# DATA SUPPLIED

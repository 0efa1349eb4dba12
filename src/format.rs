//! Archive binary layout
//!
//! ```text
//! [signature "DIRCTXTV"][header: pre-order node records][content: file bytes]
//!
//! node record:
//!   kind      u8     0 = file, 1 = directory
//!   path_len  u16
//!   path      path_len bytes, UTF-8, relative to the root ("" for the root)
//!   mtime     u64    seconds since the Unix epoch
//!   file:      offset u64, size u64   (relative to the content section)
//!   directory: child_count u32        (children follow immediately)
//! ```
//!
//! All integers are little-endian.

use crate::error::{DctxError, Result};
use std::io::Read;

/// Leading bytes of every archive
pub const SIGNATURE: &[u8; 8] = b"DIRCTXTV";

/// Longest relative path an archive can store, in bytes
pub const MAX_PATH_LEN: usize = 4096;

/// Kind tag for file records
pub const KIND_FILE: u8 = 0;

/// Kind tag for directory records
pub const KIND_DIRECTORY: u8 = 1;

pub(crate) fn put_u16(buf: &mut Vec<u8>, value: u16) {
    buf.extend_from_slice(&value.to_le_bytes());
}

pub(crate) fn put_u32(buf: &mut Vec<u8>, value: u32) {
    buf.extend_from_slice(&value.to_le_bytes());
}

pub(crate) fn put_u64(buf: &mut Vec<u8>, value: u64) {
    buf.extend_from_slice(&value.to_le_bytes());
}

fn take<const N: usize, R: Read>(reader: &mut R) -> Result<[u8; N]> {
    let mut bytes = [0u8; N];
    reader
        .read_exact(&mut bytes)
        .map_err(DctxError::from_archive_io)?;
    Ok(bytes)
}

pub(crate) fn get_u8<R: Read>(reader: &mut R) -> Result<u8> {
    Ok(take::<1, _>(reader)?[0])
}

pub(crate) fn get_u16<R: Read>(reader: &mut R) -> Result<u16> {
    take(reader).map(u16::from_le_bytes)
}

pub(crate) fn get_u32<R: Read>(reader: &mut R) -> Result<u32> {
    take(reader).map(u32::from_le_bytes)
}

pub(crate) fn get_u64<R: Read>(reader: &mut R) -> Result<u64> {
    take(reader).map(u64::from_le_bytes)
}

/// Read and check the archive signature
pub(crate) fn check_signature<R: Read>(reader: &mut R) -> Result<()> {
    let found: [u8; 8] = take(reader)?;
    if &found == SIGNATURE {
        Ok(())
    } else {
        Err(DctxError::InvalidSignature)
    }
}
//! Multi-run integration tests for dircontxt
//!
//! Generates realistic project trees, mutates them between snapshots and
//! checks that each run reports exactly what changed on disk.

use ::dircontxt::*;
use filetime::FileTime;
use rand::rngs::StdRng;
use rand::{Rng, SeedableRng};
use std::collections::BTreeMap;
use std::fs;
use std::path::PathBuf;
use tempfile::TempDir;
use tracing::info;

/// Test harness for repeated snapshots of one generated project
pub struct DctxTestHarness {
    pub parent_dir: TempDir,
    pub target: PathBuf,
    pub dctx: Dircontxt,
    pub file_generator: FileGenerator,
    /// Fake clock for mtimes, so edits inside one second are still visible
    clock: i64,
}

impl DctxTestHarness {
    /// Create a new harness with an empty target directory
    pub fn new() -> Self {
        Self::with_builder(DircontxtBuilder::new())
    }

    /// Create a harness with a customized builder
    pub fn with_builder(builder: DircontxtBuilder) -> Self {
        let parent_dir = TempDir::new().unwrap();
        let target = parent_dir.path().join("project");
        fs::create_dir_all(&target).unwrap();
        let dctx = builder.global_ignore_file(None).build(&target).unwrap();

        Self {
            parent_dir,
            target,
            dctx,
            file_generator: FileGenerator::new(42),
            clock: 1_600_000_000,
        }
    }

    /// Write a file with a fresh, strictly increasing mtime
    pub fn write_file(&mut self, rel: &str, content: &[u8]) -> anyhow::Result<()> {
        let path = self.target.join(rel);
        if let Some(parent) = path.parent() {
            fs::create_dir_all(parent)?;
        }
        fs::write(&path, content)?;
        self.clock += 10;
        filetime::set_file_mtime(&path, FileTime::from_unix_time(self.clock, 0))?;
        Ok(())
    }

    /// Generate a nested project
    pub fn generate_project(&mut self, config: ProjectConfig) -> anyhow::Result<()> {
        for depth in 1..=config.max_depth {
            for dir_idx in 0..config.dirs_per_level {
                let dir: Vec<String> = (0..depth)
                    .map(|level| format!("dir_{}_{}", level, dir_idx))
                    .collect();
                let dir = dir.join("/");
                for file_idx in 0..config.files_per_dir {
                    let content = self
                        .file_generator
                        .generate_file_content(config.file_size_range.clone());
                    self.write_file(&format!("{}/file_{}.txt", dir, file_idx), &content)?;
                }
            }
        }
        Ok(())
    }

    /// Apply random edits, deletions and additions to files
    pub fn mutate_files(&mut self, config: MutationConfig) -> anyhow::Result<()> {
        let mut files: Vec<String> = self.file_map()?.into_keys().collect();

        for mutation_idx in 0..config.num_mutations {
            if files.is_empty() {
                break;
            }
            match self.file_generator.rng.random_range(0..3) {
                0 => {
                    let idx = self.file_generator.rng.random_range(0..files.len());
                    let rel = files[idx].clone();
                    let content = self
                        .file_generator
                        .generate_file_content(config.file_size_range.clone());
                    self.write_file(&rel, &content)?;
                }
                1 => {
                    let idx = self.file_generator.rng.random_range(0..files.len());
                    let rel = files.remove(idx);
                    fs::remove_file(self.target.join(&rel))?;
                }
                2 => {
                    let rel = format!("mutated_file_{}.txt", mutation_idx);
                    let content = self
                        .file_generator
                        .generate_file_content(config.file_size_range.clone());
                    self.write_file(&rel, &content)?;
                    if !files.contains(&rel) {
                        files.push(rel);
                    }
                }
                _ => unreachable!(),
            }
        }
        Ok(())
    }

    /// Relative path to content for every file on disk
    pub fn file_map(&self) -> anyhow::Result<BTreeMap<String, Vec<u8>>> {
        let mut map = BTreeMap::new();
        for entry in walkdir::WalkDir::new(&self.target).min_depth(1) {
            let entry = entry?;
            if entry.file_type().is_file() {
                let rel = entry
                    .path()
                    .strip_prefix(&self.target)?
                    .to_string_lossy()
                    .replace('\\', "/");
                map.insert(rel, fs::read(entry.path())?);
            }
        }
        Ok(map)
    }
}

/// File changes expected between two on-disk states
pub fn expected_changes(
    before: &BTreeMap<String, Vec<u8>>,
    after: &BTreeMap<String, Vec<u8>>,
) -> BTreeMap<String, ChangeKind> {
    let mut expected = BTreeMap::new();
    for (path, content) in after {
        match before.get(path) {
            None => {
                expected.insert(path.clone(), ChangeKind::Added);
            }
            Some(old) if old != content => {
                expected.insert(path.clone(), ChangeKind::Modified);
            }
            Some(_) => {}
        }
    }
    for path in before.keys() {
        if !after.contains_key(path) {
            expected.insert(path.clone(), ChangeKind::Removed);
        }
    }
    expected
}

/// File entries of a report, keyed by path
pub fn reported_file_changes(report: &DiffReport) -> BTreeMap<String, ChangeKind> {
    report
        .entries()
        .iter()
        .filter(|e| e.entry_kind == EntryKind::File)
        .map(|e| (e.relative_path.clone(), e.change))
        .collect()
}

/// File generator for test data
pub struct FileGenerator {
    rng: StdRng,
}

impl FileGenerator {
    pub fn new(seed: u64) -> Self {
        Self {
            rng: StdRng::seed_from_u64(seed),
        }
    }

    /// Generate realistic file content
    pub fn generate_file_content(&mut self, size_range: std::ops::Range<usize>) -> Vec<u8> {
        let size = self.rng.random_range(size_range);
        let mut content = Vec::with_capacity(size);

        let words = ["the", "quick", "brown", "fox", "jumps", "over", "lazy", "dog", "lorem", "ipsum"];
        while content.len() < size {
            let word = words[self.rng.random_range(0..words.len())];
            content.extend_from_slice(word.as_bytes());
            content.push(b' ');
        }

        content.truncate(size);
        content
    }

    /// Generate binary file content
    pub fn generate_binary_content(&mut self, size: usize) -> Vec<u8> {
        let mut content = vec![0u8; size];
        self.rng.fill(&mut content[..]);
        content
    }
}

#[derive(Debug, Clone)]
pub struct ProjectConfig {
    pub max_depth: usize,
    pub dirs_per_level: usize,
    pub files_per_dir: usize,
    pub file_size_range: std::ops::Range<usize>,
}

impl Default for ProjectConfig {
    fn default() -> Self {
        Self {
            max_depth: 3,
            dirs_per_level: 3,
            files_per_dir: 5,
            file_size_range: 1..2_000,
        }
    }
}

#[derive(Debug, Clone)]
pub struct MutationConfig {
    pub num_mutations: usize,
    pub file_size_range: std::ops::Range<usize>,
}

#[cfg(test)]
mod tests {
    use super::*;
    use tracing_test::traced_test;

    #[test]
    #[traced_test]
    fn test_round_trip_generated_project() {
        let mut harness = DctxTestHarness::new();
        harness.generate_project(ProjectConfig::default()).unwrap();
        let blob = harness.file_generator.generate_binary_content(4096);
        harness.write_file("assets/blob.bin", &blob).unwrap();

        harness.dctx.snapshot().unwrap();
        let mut archive = Archive::open(&harness.dctx.paths().archive).unwrap();

        let on_disk = harness.file_map().unwrap();
        info!("Checking {} files", on_disk.len());
        assert_eq!(archive.root().file_count(), on_disk.len());
        for (rel, content) in &on_disk {
            assert_eq!(&archive.read_path(rel).unwrap(), content, "{}", rel);
        }
    }

    #[test]
    #[traced_test]
    fn test_repeated_snapshots_report_exact_changes() {
        let mut harness = DctxTestHarness::new();
        harness
            .generate_project(ProjectConfig {
                max_depth: 2,
                dirs_per_level: 3,
                files_per_dir: 4,
                file_size_range: 10..500,
            })
            .unwrap();
        harness.dctx.snapshot().unwrap();

        let mut expected_version = String::from("V1");
        for round in 0..5 {
            let before = harness.file_map().unwrap();
            harness
                .mutate_files(MutationConfig {
                    num_mutations: 8,
                    file_size_range: 10..500,
                })
                .unwrap();
            let after = harness.file_map().unwrap();

            let outcome = harness.dctx.snapshot().unwrap();
            expected_version = version::next_version(&expected_version);
            assert_eq!(outcome.version, expected_version);

            let changes = outcome.changes.as_ref().unwrap();
            assert_eq!(
                reported_file_changes(changes),
                expected_changes(&before, &after),
                "round {}",
                round
            );
            assert_eq!(outcome.diff_file.is_some(), changes.has_changes());
        }
    }

    #[test]
    fn test_rewrite_with_same_bytes_is_not_reported() {
        let mut harness = DctxTestHarness::new();
        harness.write_file("a.txt", b"unchanged").unwrap();
        harness.write_file("b.txt", b"before").unwrap();
        harness.dctx.snapshot().unwrap();

        // Both get new mtimes; only b.txt gets new bytes of the same length
        harness.write_file("a.txt", b"unchanged").unwrap();
        harness.write_file("b.txt", b"after!").unwrap();

        let outcome = harness.dctx.snapshot().unwrap();
        let changes = reported_file_changes(outcome.changes.as_ref().unwrap());
        assert_eq!(changes.len(), 1);
        assert_eq!(changes.get("b.txt"), Some(&ChangeKind::Modified));
    }

    #[test]
    fn test_binary_mode_keeps_only_the_archive() {
        let mut harness =
            DctxTestHarness::with_builder(DircontxtBuilder::new().output_mode(OutputMode::Binary));
        harness.write_file("a.txt", b"a").unwrap();
        harness.dctx.snapshot().unwrap();
        harness.write_file("a.txt", b"changed").unwrap();
        let outcome = harness.dctx.snapshot().unwrap();

        // No context file means no version to continue from
        assert_eq!(outcome.version, "V1");
        assert!(outcome.context.is_none());
        assert!(outcome.diff_file.is_none());
        assert!(!harness.dctx.paths().context.exists());
        assert!(harness.dctx.paths().archive.is_file());
    }

    #[test]
    fn test_removed_directory_lists_descendants() {
        let mut harness = DctxTestHarness::new();
        harness.write_file("keep.txt", b"k").unwrap();
        harness.write_file("old/a.txt", b"a").unwrap();
        harness.write_file("old/deep/b.txt", b"b").unwrap();
        harness.dctx.snapshot().unwrap();

        fs::remove_dir_all(harness.target.join("old")).unwrap();
        let outcome = harness.dctx.snapshot().unwrap();

        let changes = outcome.changes.as_ref().unwrap();
        let mut paths: Vec<&str> = changes
            .entries()
            .iter()
            .map(|e| e.relative_path.as_str())
            .collect();
        // Parents come before their descendants
        assert_eq!(paths[0], "old");
        paths.sort();
        assert_eq!(paths, vec!["old", "old/a.txt", "old/deep", "old/deep/b.txt"]);
        assert!(changes.entries().iter().all(|e| e.change == ChangeKind::Removed));

        let diff = fs::read_to_string(outcome.diff_file.unwrap()).unwrap();
        assert!(diff.contains("[REMOVED] [D] old/deep"));
        assert!(!diff.contains("<FILE_CONTENT_START"));
    }
}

# TASK ITEM
Referring to the material above, set down exactly the lines between the line with "use ::dircontxt::*;" and the line with "use tracing::info;", inclusive, and no other lines.

# TASK RESPONSE
use ::dircontxt::*;
use filetime::FileTime;
use rand::rngs::StdRng;
use rand::{Rng, SeedableRng};
use std::collections::BTreeMap;
use std::fs;
use std::path::PathBuf;
use tempfile::TempDir;
use tracing::info;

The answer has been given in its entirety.